Asimismo, el hecho de que se produzca en el ámbito familiar agrava la situación, en la medida en que este niño víctima mantiene un vínculo de amor para con el abusador, por ejemplo, el padre:

las víctimas son sometidas a manipulación como expresión de cariño, en las que van involucrando al niño o niña en una dinámica de aceptación y en un momento dado hasta de placer, haciendo más difícil la denuncia, ya que causa ambivalencia entre lo que él considera quizás malo y reprochable pero que ha la vez disfruta mediante un proceso de aceleración del desarrollo sexual, dentro de lo que contemporáneamente se define como desarrollo sexual precoz (Polo, 2012, p. 13)
Pueden existir múltiples razones para que un niño mantenga el silencio, no sólo la confusión que le produce el abuso proveniente de un ser querido, sino también el miedo, la falta de comprensión y apoyo por parte del resto de la familia, la falta de entendimiento acerca de lo que le ocurre, la angustia, el dolor, entre otras cosas. Algunos de estos aspectos serán explicados más adelante.
EL SINDROME DE ACOMODACIÓN DE SUMMIT
Roland C. Summit (2005) plantea que el niño víctima de abuso sexual tiene ciertas reacciones típicas que se conjugan en lo que él denomina como Síndrome de Acomodación. Dicho síndrome está compuesto por cinco patrones conductuales, los dos primeros tienen que ver con la vulnerabilidad del niño y las tres últimas con las contingencias. Estas categorías son: el secreto, el desamparo, el entrampamiento y acomodación, la revelación tardía y no convincente, y la retractación.

Irene Intebi (2008) afirma que es necesario que los adultos comprendan las diferentes manifestaciones de este síndrome, ya que muchas veces estas categorías se contraponen a lo esperado socialmente:

La víctima no protesta, no se defiende, no denuncia. Por el contrario, se acomoda a las experiencias traumáticas mediante comportamientos que le permiten sobrevivir en lo inmediato (…) Sin embargo, esta adaptación es un arma de doble filo en el momento en que se devela el abuso ya que, a la larga, socava la eventual aceptación, la credibilidad y la empatía del resto de la sociedad (…) se torna esencial conocer el síndrome de acomodación al abuso sexual infantil para poder explicar de manera desprejuiciada las conductas destinadas a ocultar lo ocurrido y para comprender la propia estigmatización de las víctimas. (Intebi, 2008, p. 150)
Es así que, al ser revelado el abuso, los adultos que rodean a la víctima desconfían de ésta, ya que no comprenden cómo pudo mantener el silencio durante tanto tiempo o cómo puede narrar el acto abusivo con “tanta frialdad o desapego”, o incluso con tanta tranquilidad.

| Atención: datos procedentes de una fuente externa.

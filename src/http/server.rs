//! HTTP server setup and configuration.
//!
//! # Responsibilities
//! - Build the shared, read-only request state
//! - Accept connections from the bounded listener
//! - Serve each connection with hyper's HTTP/1.1 server (upgrades enabled)
//! - Hand every request to the dispatcher
//! - Stop accepting on shutdown and drain in-flight connections

use axum::body::Body;
use axum::Router;
use hyper::server::conn::http1;
use hyper::service::service_fn;
use hyper_util::{
    client::legacy::{connect::HttpConnector, Client},
    rt::{TokioExecutor, TokioIo},
};
use std::net::SocketAddr;
use std::sync::Arc;
use std::time::{Duration, Instant};
use tokio::net::TcpStream;
use tokio::task::JoinSet;

use crate::config::ProxyConfig;
use crate::http::dispatch;
use crate::lifecycle::Shutdown;
use crate::net::{ConnectionPermit, ConnectionTracker, Listener, ListenerError};
use crate::observability::metrics;
use crate::security::Authenticator;

/// Pause after a failed accept so a persistent error (e.g. EMFILE) does not spin.
const ACCEPT_ERROR_BACKOFF: Duration = Duration::from_millis(100);

/// State shared by every request. Nothing in it is mutated per request.
#[derive(Clone)]
pub struct AppState {
    pub authenticator: Arc<Authenticator>,
    /// Outbound client for plain relays. Idle connections are never kept.
    pub client: Client<HttpConnector, Body>,
    pub connect_timeout: Duration,
    pub request_timeout: Duration,
    pub shutdown: Shutdown,
    /// Accepted client connections.
    pub tracker: ConnectionTracker,
    /// Established CONNECT sessions.
    pub tunnels: ConnectionTracker,
}

impl AppState {
    pub fn new(config: &ProxyConfig, shutdown: Shutdown) -> Self {
        let mut connector = HttpConnector::new();
        connector.set_connect_timeout(Some(config.timeouts.connect()));
        connector.set_nodelay(true);

        let client = Client::builder(TokioExecutor::new())
            .pool_max_idle_per_host(0)
            .http1_title_case_headers(true)
            .build(connector);

        Self {
            authenticator: Arc::new(Authenticator::from_config(&config.auth)),
            client,
            connect_timeout: config.timeouts.connect(),
            request_timeout: config.timeouts.request(),
            shutdown,
            tracker: ConnectionTracker::new(),
            tunnels: ConnectionTracker::with_gauge(metrics::set_active_tunnels),
        }
    }
}

/// HTTP server for the forward proxy.
pub struct HttpServer {
    state: AppState,
    router: Router,
    shutdown_grace: Duration,
}

impl HttpServer {
    /// Create a new HTTP server with the given configuration.
    pub fn new(config: ProxyConfig, shutdown: Shutdown) -> Self {
        let state = AppState::new(&config, shutdown);
        let router = dispatch::plain_router(state.clone());
        Self {
            state,
            router,
            shutdown_grace: config.timeouts.shutdown_grace(),
        }
    }

    pub fn state(&self) -> &AppState {
        &self.state
    }

    /// Run the server until the shutdown signal fires.
    ///
    /// After the signal, connections and tunnels get `shutdown_grace` to
    /// finish. Connection tasks still running after that are aborted, which
    /// drops their in-flight relays and the origin connections behind them.
    pub async fn run(self, listener: Listener) -> Result<(), ListenerError> {
        let addr = listener
            .local_addr()
            .map_err(ListenerError::Accept)?;
        tracing::info!(
            address = %addr,
            max_connections = listener.max_connections(),
            "HTTP server starting"
        );

        let mut connections = JoinSet::new();
        let mut stop = self.state.shutdown.subscribe();
        loop {
            tokio::select! {
                accepted = listener.accept() => match accepted {
                    Ok((stream, peer, permit)) => {
                        self.spawn_connection(&mut connections, stream, peer, permit)
                    }
                    Err(ListenerError::Accept(e)) => {
                        tracing::warn!(error = %e, "Accept failed");
                        tokio::time::sleep(ACCEPT_ERROR_BACKOFF).await;
                    }
                    Err(e) => return Err(e),
                },
                Some(joined) = connections.join_next(), if !connections.is_empty() => {
                    if let Err(e) = joined {
                        tracing::error!(error = %e, "Connection task failed");
                    }
                }
                _ = stop.recv() => {
                    tracing::info!("HTTP server no longer accepting connections");
                    break;
                }
            }
        }
        drop(listener);

        let deadline = Instant::now() + self.shutdown_grace;
        let state = &self.state;
        let drained = state.tracker.wait_for_drain(self.shutdown_grace).await
            && state
                .tunnels
                .wait_for_drain(deadline.saturating_duration_since(Instant::now()))
                .await;
        if !drained {
            tracing::warn!(
                connections = state.tracker.active_count(),
                tunnels = state.tunnels.active_count(),
                "Shutdown grace period elapsed, aborting remaining connections"
            );
        }
        connections.shutdown().await;

        tracing::info!("HTTP server stopped");
        Ok(())
    }

    fn spawn_connection(
        &self,
        connections: &mut JoinSet<()>,
        stream: TcpStream,
        peer: SocketAddr,
        permit: ConnectionPermit,
    ) {
        let guard = self.state.tracker.track();
        let state = self.state.clone();
        let router = self.router.clone();
        let mut stop = self.state.shutdown.subscribe();

        connections.spawn(async move {
            let _permit = permit;
            let connection_id = guard.id();

            let service = service_fn(move |request| {
                dispatch::dispatch(state.clone(), router.clone(), peer, request)
            });

            let conn = http1::Builder::new()
                .preserve_header_case(true)
                .title_case_headers(true)
                .serve_connection(TokioIo::new(stream), service)
                .with_upgrades();
            tokio::pin!(conn);

            let result = tokio::select! {
                res = conn.as_mut() => res,
                _ = stop.recv() => {
                    conn.as_mut().graceful_shutdown();
                    conn.await
                }
            };

            if let Err(e) = result {
                tracing::debug!(
                    connection_id = %connection_id,
                    peer_addr = %peer,
                    error = %e,
                    "Connection ended with error"
                );
            }
            drop(guard);
        });
    }
}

Esta autora describe al silencio como uno de los requisitos necesarios para que el adulto pueda cometer el acto abusivo. De esta manera, el padre incestuoso le hace creer al niño/a que denunciar la situación producirá una crisis familiar y, por lo tanto, el silencio se transforma en un elemento de seguridad: si no habla, se mantendrá el orden y la paz del hogar. Asimismo, más allá de que la criatura no comprenda cabalmente las conductas abusivas, el silencio le indica que lo que ocurre no está bien o que es peligroso; haciéndola sentir cómplice-responsable del abuso.

En el artículo “Un niño espera”, Mariana Merini (2007) describe al silencio como una de las principales razones por las cuales existe una gran cifra negra entorno al Abuso Sexual Infantil.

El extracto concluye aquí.